A natural avalanche cycle will likely occur overnight on Tuesday with heavy snowfall/rain and wind. This cycle may continue into the day on Wednesday. Human-triggered storm slabs will be very likely on Wednesday.

No recent avalanches have been reported in this region with limited reports coming out of these mountains. In the neighbouring region, several large (size 2-3) persistent slab avalanches occurred with explosive control on Monday. These avalanches failed on a weak facet layer formed in late December.

Several skier-triggered (size 1-2) persistent slab avalanches have been reported further inland around Terrace and Smithers over the past few days. These avalanches are failing on a weak layer of surface hoar in the upper meter of the snowpack. One of these slabs stepped down to a layer of weak, sugary, facetted crystals that were buried on December 23rd.

Snowpack Summary

A significant storm impacting the region will bring 40-60 cm of new snow to upper elevations by Wednesday afternoon. Fresh snow will be falling mostly on 20-50 cm of dry settling snow or refrozen or moist snow below 1000 m.
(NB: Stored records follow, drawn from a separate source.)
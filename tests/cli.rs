use std::fs;
use std::path::{Path, PathBuf};
use std::process::Command;
use tempfile::TempDir;

fn crawler_binary() -> PathBuf {
    let mut path = std::env::current_exe().unwrap();
    path.pop(); // remove test binary name
    path.pop(); // remove deps/
    path.push("ion-crawler");
    path
}

fn setup_test_env() -> (TempDir, PathBuf) {
    let tmp = TempDir::new().unwrap();
    let root = tmp.path().to_path_buf();

    let config_dir = root.join("config");
    fs::create_dir_all(&config_dir).unwrap();

    // Port 1 refuses connections, so `run` sees an unavailable feed.
    let config_content = format!(
        r#"[db]
path = "{}/data/crawler.sqlite"

[feed]
endpoint = "http://127.0.0.1:1/"
timeout_secs = 2
max_retries = 0

[publisher]
kind = "log"
"#,
        root.display()
    );

    let config_path = config_dir.join("crawler.toml");
    fs::write(&config_path, config_content).unwrap();

    (tmp, config_path)
}

fn run_crawler(config_path: &Path, args: &[&str]) -> (String, String, bool) {
    let binary = crawler_binary();
    let output = Command::new(&binary)
        .arg("--config")
        .arg(config_path.to_str().unwrap())
        .args(args)
        .output()
        .unwrap_or_else(|e| panic!("Failed to run ion-crawler at {:?}: {}", binary, e));

    let stdout = String::from_utf8_lossy(&output.stdout).to_string();
    let stderr = String::from_utf8_lossy(&output.stderr).to_string();
    (stdout, stderr, output.status.success())
}

#[test]
fn test_init_creates_database() {
    let (tmp, config_path) = setup_test_env();

    let (stdout, stderr, success) = run_crawler(&config_path, &["init"]);
    assert!(success, "init failed: stdout={}, stderr={}", stdout, stderr);
    assert!(stdout.contains("initialized"));
    assert!(tmp.path().join("data/crawler.sqlite").exists());
}

#[test]
fn test_init_idempotent() {
    let (_tmp, config_path) = setup_test_env();

    let (_, _, success1) = run_crawler(&config_path, &["init"]);
    assert!(success1, "First init failed");

    let (_, _, success2) = run_crawler(&config_path, &["init"]);
    assert!(success2, "Second init failed (not idempotent)");
}

#[test]
fn test_status_on_fresh_database() {
    let (_tmp, config_path) = setup_test_env();

    let (stdout, stderr, success) = run_crawler(&config_path, &["status"]);
    assert!(success, "status failed: stdout={}, stderr={}", stdout, stderr);
    assert!(stdout.contains("(genesis)"));
    assert!(stdout.contains("Pending:     0"));
}

#[test]
fn test_run_with_unreachable_feed_reports_summary() {
    let (_tmp, config_path) = setup_test_env();

    run_crawler(&config_path, &["init"]);
    let (stdout, stderr, success) = run_crawler(&config_path, &["run"]);
    assert!(success, "run failed: stdout={}, stderr={}", stdout, stderr);
    assert!(stdout.contains("crawl feed unavailable"), "got: {}", stdout);
    assert!(stdout.contains("published: 0"));
    assert!(stdout.contains("ok"));
}

#[test]
fn test_reset_commands() {
    let (_tmp, config_path) = setup_test_env();

    run_crawler(&config_path, &["init"]);

    let (stdout, _, success) = run_crawler(&config_path, &["reset", "--cursor-only"]);
    assert!(success);
    assert!(stdout.contains("cursor cleared: false"));

    let (stdout, _, success) = run_crawler(&config_path, &["reset"]);
    assert!(success);
    assert!(stdout.contains("removed 0 seen records"));
}

#[test]
fn test_invalid_config_is_rejected() {
    let (_tmp, config_path) = setup_test_env();
    let broken = fs::read_to_string(&config_path).unwrap()
        + "\n[filter]\nsampling_rate = 2.0\n";
    fs::write(&config_path, broken).unwrap();

    let (_, stderr, success) = run_crawler(&config_path, &["status"]);
    assert!(!success);
    assert!(stderr.contains("sampling_rate"), "got: {}", stderr);
}

#[test]
fn test_http_publisher_requires_endpoint() {
    let (_tmp, config_path) = setup_test_env();
    let content = fs::read_to_string(&config_path)
        .unwrap()
        .replace("kind = \"log\"", "kind = \"http\"");
    fs::write(&config_path, content).unwrap();

    let (_, stderr, success) = run_crawler(&config_path, &["status"]);
    assert!(!success);
    assert!(stderr.contains("publisher.endpoint"), "got: {}", stderr);
}
//! Collaborator traits for the crawl pipeline.
//!
//! The orchestrator only talks to the outside world through these two
//! seams, which makes it straightforward to swap the HTTP
//! implementations for in-memory fakes in tests.
//!
//! ```text
//! ┌──────────────┐   ┌─────────────┐   ┌────────────────┐
//! │ FeedClient   │──▶│ CrawlCycle  │──▶│ EventPublisher │
//! │ (paginated)  │   │ filter+dedup│   │ (sink + retry) │
//! └──────────────┘   └──────┬──────┘   └────────────────┘
//!                           ▼
//!                     ┌───────────┐
//!                     │ SeenStore │
//!                     └───────────┘
//! ```

use async_trait::async_trait;

use ion_crawler_core::error::{FeedError, PublishError};
use ion_crawler_core::models::{CrawlCursor, DidDocument, FeedPage};

// ═══════════════════════════════════════════════════════════════════════
// FeedClient Trait
// ═══════════════════════════════════════════════════════════════════════

/// Paginated, read-only view of the remote identity-document feed.
///
/// # Example
///
/// ```rust
/// use async_trait::async_trait;
/// use ion_crawler::traits::FeedClient;
/// use ion_crawler_core::error::FeedError;
/// use ion_crawler_core::models::{CrawlCursor, FeedPage};
///
/// pub struct EmptyFeed;
///
/// #[async_trait]
/// impl FeedClient for EmptyFeed {
///     async fn fetch_page(
///         &self,
///         _cursor: Option<&CrawlCursor>,
///         _page_size: usize,
///     ) -> Result<FeedPage, FeedError> {
///         Ok(FeedPage::default())
///     }
/// }
/// ```
#[async_trait]
pub trait FeedClient: Send + Sync {
    /// Fetch the page starting at `cursor` (`None` = genesis).
    ///
    /// # Errors
    ///
    /// - [`FeedError::Unavailable`] on network or backend failure; the
    ///   caller may retry later.
    /// - [`FeedError::InvalidCursor`] if the backend rejected `cursor`.
    async fn fetch_page(
        &self,
        cursor: Option<&CrawlCursor>,
        page_size: usize,
    ) -> Result<FeedPage, FeedError>;
}

// ═══════════════════════════════════════════════════════════════════════
// EventPublisher Trait
// ═══════════════════════════════════════════════════════════════════════

/// Delivers a discovery event for a document to the external sink.
///
/// Implementations build an
/// [`EventEnvelope`](ion_crawler_core::models::EventEnvelope) keyed by the
/// document id and run their own retry policy. An `Err` means the retries
/// were exhausted or the sink refused the event.
///
/// Publishing the same document twice must produce the same `eventId`,
/// since consumers deduplicate on it.
#[async_trait]
pub trait EventPublisher: Send + Sync {
    async fn publish(&self, document: &DidDocument) -> Result<(), PublishError>;
}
Weak layers that were reactive over the Christmas and New Year's period have shown signs of bonding and gaining strength. These include a surface hoar layer buried on Dec 28 found 50 to 100 cm deep and a facet layer buried on Dec 23 found 70 to 120 cm deep.

Weather Summary

Tuesday night

Cloudy with snowfall, 20 to 50 cm of accumulation. Alpine temperatures drop to a low of -2 °C. Ridge wind south 40 km/h gusting to 75 km/h. Freezing level 700 metres.

Wednesday

Mainly cloudy with snowfall, 10 to 20 cm of accumulation. Alpine temperatures reach a high of -2 °C. Ridge wind southwest 25-45 km/h. Freezing level 500 metres.

Thursday

Cloudy with snowfall, 5 to 15 cm of accumulation. Alpine temperatures reach a high of -4 °C. Ridge wind southwest 30 - 55 km/h. Freezing level 600 metres.

Friday

Cloudy with flurries, 5-15 cm accumulation. Alpine temperatures reach a high of -1 °C. Ridge wind southwest 40-55 km/h. Freezing level 800 metres.

More details can be found in the Mountain Weather Forecast.

Terrain and Travel Advice

  • Avoid all avalanche terrain during periods of heavy loading from new snow, wind, or rain.
  • Storm slabs in motion may step down to deeper layers resulting in large avalanches.
  • Use conservative route selection. Choose simple, low-angle, well-supported terrain with no overhead hazard.
  • As surface loses cohesion due to melting, loose wet avalanches become common in steeper terrain.

Problems

Storm Slabs

Storm Slab avalanches are the release of a cohesive layer (a slab) of new snow that breaks within new snow or on the old snow surface. Storm-slabs typically last between a few hours and few days (following snowfall). Storm-slabs that form over a persistent weak layer (surface hoar, depth hoar, or near-surface facets) may be termed Persistent Slabs or may develop into Persistent Slabs.

Loose Wet

Loose Wet avalanches are the release of wet unconsolidated snow or slush. These avalanches typically occur within layers of wet snow near the surface of the snowpack, but they may quickly gouge into lower snowpack layers. Like Loose Dry Avalanches, they start at a point and entrain snow as they move downhill, forming a fan-shaped avalanche. Other names for loose-wet avalanches include point-release avalanches or sluffs. Loose Wet avalanches can trigger slab avalanches that break into deeper snow layers.